A professora relata que estava dando uma atividade de avaliação na 6ª série da escola estadual Maria Silva Rocha, na manhã de terça-feira, quando uma das alunas teria insistido para deixar a aula, alegando que entregaria a tarefa no dia seguinte. Rosana conta que aceitou o pedido, mas ouviu a estudante falando em tom irônico que iria embora de qualquer jeito. “Ah, eu já ia mesmo”, falou a aluna, segundo a educadora. “Eu achei aquilo um desaforo”, explica. A professora alega que pediu para a aluna permanecer na sala, antes de liberá-la minutos depois. No período da tarde, a educadora foi chamada pela direção do colégio porque, segundo ela, a aluna disse para a mãe que havia sido maltratada. “Ela inventou tudo”, afirma a docente, que negou a acusação da aluna. O sindicato dos professores informou que outros alunos foram ouvidos pela direção e contestaram as acusações da mãe da aluna.
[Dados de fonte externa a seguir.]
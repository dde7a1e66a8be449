use std::time::Duration;

use anyhow::Context;
use reqwest::Client;
use serde::Serialize;
use serde_json::Value;

use crate::error::SynthesisError;

pub const DEFAULT_BASE_URL: &str = "https://api.openai.com/v1";
pub const DEFAULT_MODEL: &str = "gpt-4o-mini";

#[derive(Serialize, Debug, Clone, PartialEq, Eq)]
#[serde(rename_all = "lowercase")]
pub enum Role {
    System,
    User,
}

#[derive(Serialize, Debug, Clone, PartialEq, Eq)]
pub struct ChatMessage {
    pub role: Role,
    pub content: String,
}

impl ChatMessage {
    pub fn system(content: impl Into<String>) -> ChatMessage {
        ChatMessage {
            role: Role::System,
            content: content.into(),
        }
    }

    pub fn user(content: impl Into<String>) -> ChatMessage {
        ChatMessage {
            role: Role::User,
            content: content.into(),
        }
    }
}

/// Prompt plus sampling settings, independent of any particular provider.
#[derive(Debug, Clone, PartialEq)]
pub struct CompletionRequest {
    pub messages: Vec<ChatMessage>,
    pub temperature: f32,
}

/// Something that turns a prompt into generated text.
///
/// Implementations return the assistant text verbatim, or `""` when the provider
/// answered successfully but carried no text.
#[async_trait::async_trait]
pub trait CompletionProvider: Send + Sync {
    async fn complete(&self, request: &CompletionRequest) -> Result<String, SynthesisError>;
}

#[derive(Serialize)]
struct ChatCompletionBody<'a> {
    model: &'a str,
    messages: &'a [ChatMessage],
    temperature: f32,
}

/// Client for an OpenAI-compatible `/chat/completions` endpoint.
pub struct OpenAiClient {
    client: Client,
    api_key: String,
    base_url: String,
    model: String,
    timeout: Duration,
}

impl OpenAiClient {
    pub fn new(
        api_key: impl Into<String>,
        base_url: impl Into<String>,
        model: impl Into<String>,
        timeout: Duration,
    ) -> anyhow::Result<Self> {
        let client = Client::builder()
            .timeout(timeout)
            .build()
            .context("Failed to build completion http client")?;

        let base_url = base_url.into().trim_end_matches('/').to_string();
        let model = model.into();
        log::info!("completion provider: {base_url} (model {model}, timeout {timeout:?})");

        Ok(Self {
            client,
            api_key: api_key.into(),
            base_url,
            model,
            timeout,
        })
    }

    pub fn endpoint(&self) -> String {
        format!("{}/chat/completions", self.base_url)
    }

    fn map_transport_error(&self, e: reqwest::Error) -> SynthesisError {
        if e.is_timeout() {
            SynthesisError::UpstreamTimeout(self.timeout)
        } else {
            SynthesisError::Internal(anyhow::Error::new(e).context("Completion request failed"))
        }
    }
}

#[async_trait::async_trait]
impl CompletionProvider for OpenAiClient {
    async fn complete(&self, request: &CompletionRequest) -> Result<String, SynthesisError> {
        let body = ChatCompletionBody {
            model: &self.model,
            messages: &request.messages,
            temperature: request.temperature,
        };

        let response = self
            .client
            .post(self.endpoint())
            .header(reqwest::header::CONTENT_TYPE, "application/json")
            .bearer_auth(&self.api_key)
            .json(&body)
            .send()
            .await
            .map_err(|e| self.map_transport_error(e))?;

        let status = response.status();
        let text = response
            .text()
            .await
            .map_err(|e| self.map_transport_error(e))?;

        if !status.is_success() {
            return Err(SynthesisError::Upstream {
                status: status.as_u16(),
                body: text,
            });
        }

        let envelope: Value =
            serde_json::from_str(&text).context("Completion response is not valid JSON")?;

        Ok(extract_content(&envelope).to_string())
    }
}

/// `choices[0].message.content`, or `""` if any step is missing or not a string.
pub fn extract_content(envelope: &Value) -> &str {
    envelope
        .pointer("/choices/0/message/content")
        .and_then(Value::as_str)
        .unwrap_or("")
}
Inconformada, a mulher teria esperado Rosana sair da escola, na tarde do mesmo dia, e partiu para as agressões físicas e verbais.

No vídeo, é possível ver uma garota chamando a mulher de mãe e pedindo para parar de bater na professora, mas a jovem não seria a aluna envolvida na confusão, mas uma irmã dela. Depois de ser derrubada três vezes, levar socos e puxões no cabelo, Rosana lembra que pediu para carona para um rapaz, que estava em uma moto do outro lado da rua, para levá-la à delegacia. Agora, ela teme reencontrar a agressora.

Eu tenho medo [de encontrar a mãe da aluna] porque pra mim ela é doida. Eu não revidei, não fiz nada.

Segundo a professora, a estudante que a acusou não foi à aula nos dias seguintes à agressão. Mas Rosana diz não ver problema em continuar lecionando na mesma sala da adolescente. “Eu quero continuar exercendo minha função, eu estudei pra isso, é meu sonho. Se a filha dela continuar na mesma sala, vou continuar tratando da mesma maneira que eu trato os outros. Não vai mudar nada pra mim”, afirma. A secretaria estadual de educação informou que o caso foi registrado na polícia e está apurando as circunstâncias.

A reportagem procurou a direção da escola e tentou localizar a defesa da agressora da professora, mas não obteve sucesso.